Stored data
------------

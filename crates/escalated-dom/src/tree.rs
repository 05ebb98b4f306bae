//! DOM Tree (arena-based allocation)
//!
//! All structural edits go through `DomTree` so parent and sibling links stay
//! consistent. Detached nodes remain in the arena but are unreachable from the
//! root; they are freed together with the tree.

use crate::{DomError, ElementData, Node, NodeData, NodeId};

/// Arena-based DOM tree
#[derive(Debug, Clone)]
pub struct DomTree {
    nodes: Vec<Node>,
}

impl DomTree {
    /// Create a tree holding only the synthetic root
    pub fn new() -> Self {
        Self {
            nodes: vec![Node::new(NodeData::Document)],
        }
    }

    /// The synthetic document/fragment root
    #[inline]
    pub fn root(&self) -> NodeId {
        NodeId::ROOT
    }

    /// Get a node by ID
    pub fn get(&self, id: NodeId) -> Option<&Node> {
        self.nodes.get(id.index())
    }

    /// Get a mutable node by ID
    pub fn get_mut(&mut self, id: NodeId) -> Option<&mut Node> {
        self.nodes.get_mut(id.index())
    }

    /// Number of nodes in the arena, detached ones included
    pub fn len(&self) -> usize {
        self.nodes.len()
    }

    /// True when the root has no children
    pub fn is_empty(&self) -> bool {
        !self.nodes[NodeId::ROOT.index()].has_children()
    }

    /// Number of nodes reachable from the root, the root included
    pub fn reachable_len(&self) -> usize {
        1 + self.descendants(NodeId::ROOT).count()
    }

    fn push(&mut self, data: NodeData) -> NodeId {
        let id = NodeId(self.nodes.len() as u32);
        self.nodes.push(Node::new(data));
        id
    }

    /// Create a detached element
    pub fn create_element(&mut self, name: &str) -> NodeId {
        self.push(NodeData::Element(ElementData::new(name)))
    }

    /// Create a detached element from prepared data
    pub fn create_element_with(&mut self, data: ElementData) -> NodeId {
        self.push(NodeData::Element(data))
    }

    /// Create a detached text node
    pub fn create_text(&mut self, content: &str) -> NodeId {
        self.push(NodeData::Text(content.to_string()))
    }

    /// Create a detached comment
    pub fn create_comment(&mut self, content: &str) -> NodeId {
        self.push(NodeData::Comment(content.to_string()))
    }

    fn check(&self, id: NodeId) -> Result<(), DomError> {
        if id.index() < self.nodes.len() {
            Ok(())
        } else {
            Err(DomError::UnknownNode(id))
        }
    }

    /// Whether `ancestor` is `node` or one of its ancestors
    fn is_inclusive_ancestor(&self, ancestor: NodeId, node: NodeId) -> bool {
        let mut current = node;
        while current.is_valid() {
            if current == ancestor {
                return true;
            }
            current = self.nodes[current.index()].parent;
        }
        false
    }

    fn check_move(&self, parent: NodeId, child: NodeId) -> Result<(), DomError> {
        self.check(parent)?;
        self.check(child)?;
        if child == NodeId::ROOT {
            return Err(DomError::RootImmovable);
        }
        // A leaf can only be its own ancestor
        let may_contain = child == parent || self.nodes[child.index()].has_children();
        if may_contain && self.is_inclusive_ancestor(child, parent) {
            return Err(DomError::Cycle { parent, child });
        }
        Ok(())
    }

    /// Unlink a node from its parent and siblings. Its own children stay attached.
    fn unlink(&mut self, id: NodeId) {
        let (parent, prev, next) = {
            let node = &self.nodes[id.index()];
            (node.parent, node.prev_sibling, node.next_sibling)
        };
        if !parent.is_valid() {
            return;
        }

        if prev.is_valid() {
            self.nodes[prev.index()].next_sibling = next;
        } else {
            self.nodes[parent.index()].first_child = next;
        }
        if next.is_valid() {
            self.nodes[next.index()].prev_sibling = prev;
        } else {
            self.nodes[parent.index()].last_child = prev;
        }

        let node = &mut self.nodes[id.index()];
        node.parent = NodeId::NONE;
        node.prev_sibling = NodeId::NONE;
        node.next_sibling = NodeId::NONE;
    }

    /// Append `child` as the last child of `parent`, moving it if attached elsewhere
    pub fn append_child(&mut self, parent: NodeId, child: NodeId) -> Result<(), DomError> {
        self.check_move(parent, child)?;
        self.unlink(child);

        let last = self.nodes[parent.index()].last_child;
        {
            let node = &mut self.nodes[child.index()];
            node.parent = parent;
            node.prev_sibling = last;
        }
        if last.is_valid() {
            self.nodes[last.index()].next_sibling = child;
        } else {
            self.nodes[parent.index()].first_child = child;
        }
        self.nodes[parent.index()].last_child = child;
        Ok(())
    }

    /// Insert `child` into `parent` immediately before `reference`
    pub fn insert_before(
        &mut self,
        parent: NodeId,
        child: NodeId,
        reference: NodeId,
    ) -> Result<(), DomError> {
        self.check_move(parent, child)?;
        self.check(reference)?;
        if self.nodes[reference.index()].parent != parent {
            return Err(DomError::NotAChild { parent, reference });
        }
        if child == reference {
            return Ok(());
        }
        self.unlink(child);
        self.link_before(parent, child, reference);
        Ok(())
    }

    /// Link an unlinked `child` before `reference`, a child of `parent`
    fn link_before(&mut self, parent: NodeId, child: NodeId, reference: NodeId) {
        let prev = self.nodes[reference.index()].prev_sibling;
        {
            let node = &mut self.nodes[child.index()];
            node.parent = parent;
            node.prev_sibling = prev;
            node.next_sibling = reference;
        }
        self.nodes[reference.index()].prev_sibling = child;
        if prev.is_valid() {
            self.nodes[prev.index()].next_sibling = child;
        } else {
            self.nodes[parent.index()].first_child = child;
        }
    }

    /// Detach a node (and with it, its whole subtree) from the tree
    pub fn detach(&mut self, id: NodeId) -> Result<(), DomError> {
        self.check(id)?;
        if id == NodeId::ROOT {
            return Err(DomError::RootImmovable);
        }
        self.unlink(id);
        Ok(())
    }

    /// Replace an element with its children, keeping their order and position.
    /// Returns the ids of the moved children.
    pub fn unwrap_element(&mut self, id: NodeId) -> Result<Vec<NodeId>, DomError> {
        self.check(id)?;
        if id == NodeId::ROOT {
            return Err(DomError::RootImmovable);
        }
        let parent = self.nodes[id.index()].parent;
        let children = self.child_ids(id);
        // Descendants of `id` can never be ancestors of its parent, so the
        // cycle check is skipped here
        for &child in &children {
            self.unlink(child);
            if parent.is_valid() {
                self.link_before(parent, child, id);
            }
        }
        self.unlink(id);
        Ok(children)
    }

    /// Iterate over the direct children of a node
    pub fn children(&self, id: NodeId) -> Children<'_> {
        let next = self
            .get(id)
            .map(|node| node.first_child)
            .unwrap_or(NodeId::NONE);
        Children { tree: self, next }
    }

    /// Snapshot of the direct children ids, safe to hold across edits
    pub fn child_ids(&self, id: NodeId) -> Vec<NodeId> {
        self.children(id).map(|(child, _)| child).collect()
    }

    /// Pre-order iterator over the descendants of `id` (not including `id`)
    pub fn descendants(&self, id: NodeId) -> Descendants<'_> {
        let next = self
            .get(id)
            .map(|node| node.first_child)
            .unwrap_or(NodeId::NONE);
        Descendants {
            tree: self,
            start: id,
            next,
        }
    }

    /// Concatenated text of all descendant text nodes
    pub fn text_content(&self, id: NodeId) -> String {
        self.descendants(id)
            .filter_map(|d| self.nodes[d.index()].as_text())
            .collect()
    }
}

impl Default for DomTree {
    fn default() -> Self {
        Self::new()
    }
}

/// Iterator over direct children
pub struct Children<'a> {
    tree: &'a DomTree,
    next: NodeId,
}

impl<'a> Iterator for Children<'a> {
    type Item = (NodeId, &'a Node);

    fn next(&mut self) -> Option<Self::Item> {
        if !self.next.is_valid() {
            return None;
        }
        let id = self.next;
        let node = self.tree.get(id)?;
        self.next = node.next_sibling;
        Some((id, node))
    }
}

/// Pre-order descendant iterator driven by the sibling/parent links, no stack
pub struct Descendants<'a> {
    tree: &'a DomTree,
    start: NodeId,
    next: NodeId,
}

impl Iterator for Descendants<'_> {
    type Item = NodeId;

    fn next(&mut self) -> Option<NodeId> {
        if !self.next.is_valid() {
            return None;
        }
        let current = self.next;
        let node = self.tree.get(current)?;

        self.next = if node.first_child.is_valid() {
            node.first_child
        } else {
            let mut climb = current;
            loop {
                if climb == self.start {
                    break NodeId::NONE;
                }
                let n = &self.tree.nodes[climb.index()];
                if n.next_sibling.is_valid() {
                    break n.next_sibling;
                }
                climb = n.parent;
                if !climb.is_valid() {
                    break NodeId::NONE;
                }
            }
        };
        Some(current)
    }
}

------------

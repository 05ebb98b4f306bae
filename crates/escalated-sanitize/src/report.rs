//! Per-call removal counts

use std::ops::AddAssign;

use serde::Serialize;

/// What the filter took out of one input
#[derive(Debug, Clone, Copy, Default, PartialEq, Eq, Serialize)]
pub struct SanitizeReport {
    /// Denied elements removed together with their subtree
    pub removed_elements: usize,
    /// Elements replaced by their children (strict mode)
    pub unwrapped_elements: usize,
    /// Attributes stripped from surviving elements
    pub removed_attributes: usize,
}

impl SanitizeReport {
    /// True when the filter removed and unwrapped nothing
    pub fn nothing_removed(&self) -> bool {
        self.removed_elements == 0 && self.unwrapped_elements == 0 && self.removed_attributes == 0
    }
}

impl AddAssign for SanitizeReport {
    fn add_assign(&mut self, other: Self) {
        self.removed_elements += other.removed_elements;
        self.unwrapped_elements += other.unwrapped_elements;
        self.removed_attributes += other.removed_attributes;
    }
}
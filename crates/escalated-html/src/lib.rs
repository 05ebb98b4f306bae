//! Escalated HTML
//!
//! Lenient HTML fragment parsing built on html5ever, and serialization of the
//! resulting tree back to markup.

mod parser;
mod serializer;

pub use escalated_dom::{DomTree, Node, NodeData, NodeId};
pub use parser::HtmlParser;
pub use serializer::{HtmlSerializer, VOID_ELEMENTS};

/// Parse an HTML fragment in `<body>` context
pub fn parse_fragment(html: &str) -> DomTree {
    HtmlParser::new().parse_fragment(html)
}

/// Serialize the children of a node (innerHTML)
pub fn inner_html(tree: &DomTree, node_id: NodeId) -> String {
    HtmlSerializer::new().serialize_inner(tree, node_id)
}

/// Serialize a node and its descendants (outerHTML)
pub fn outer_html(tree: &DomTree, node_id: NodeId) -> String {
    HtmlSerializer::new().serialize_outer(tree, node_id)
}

------------

• TASK TO CARRY OUT: Print, from the entries above, the line with "pub fn reachable_len(&self)", the line with "if may_contain &&" and all lines between them, exactly and with nothing else.

• RESPONSE BOX:
    pub fn reachable_len(&self) -> usize {
        1 + self.descendants(NodeId::ROOT).count()
    }

    fn push(&mut self, data: NodeData) -> NodeId {
        let id = NodeId(self.nodes.len() as u32);
        self.nodes.push(Node::new(data));
        id
    }

    /// Create a detached element
    pub fn create_element(&mut self, name: &str) -> NodeId {
        self.push(NodeData::Element(ElementData::new(name)))
    }

    /// Create a detached element from prepared data
    pub fn create_element_with(&mut self, data: ElementData) -> NodeId {
        self.push(NodeData::Element(data))
    }

    /// Create a detached text node
    pub fn create_text(&mut self, content: &str) -> NodeId {
        self.push(NodeData::Text(content.to_string()))
    }

    /// Create a detached comment
    pub fn create_comment(&mut self, content: &str) -> NodeId {
        self.push(NodeData::Comment(content.to_string()))
    }

    fn check(&self, id: NodeId) -> Result<(), DomError> {
        if id.index() < self.nodes.len() {
            Ok(())
        } else {
            Err(DomError::UnknownNode(id))
        }
    }

    /// Whether `ancestor` is `node` or one of its ancestors
    fn is_inclusive_ancestor(&self, ancestor: NodeId, node: NodeId) -> bool {
        let mut current = node;
        while current.is_valid() {
            if current == ancestor {
                return true;
            }
            current = self.nodes[current.index()].parent;
        }
        false
    }

    fn check_move(&self, parent: NodeId, child: NodeId) -> Result<(), DomError> {
        self.check(parent)?;
        self.check(child)?;
        if child == NodeId::ROOT {
            return Err(DomError::RootImmovable);
        }
        // A leaf can only be its own ancestor
        let may_contain = child == parent || self.nodes[child.index()].has_children();
        if may_contain && self.is_inclusive_ancestor(child, parent) {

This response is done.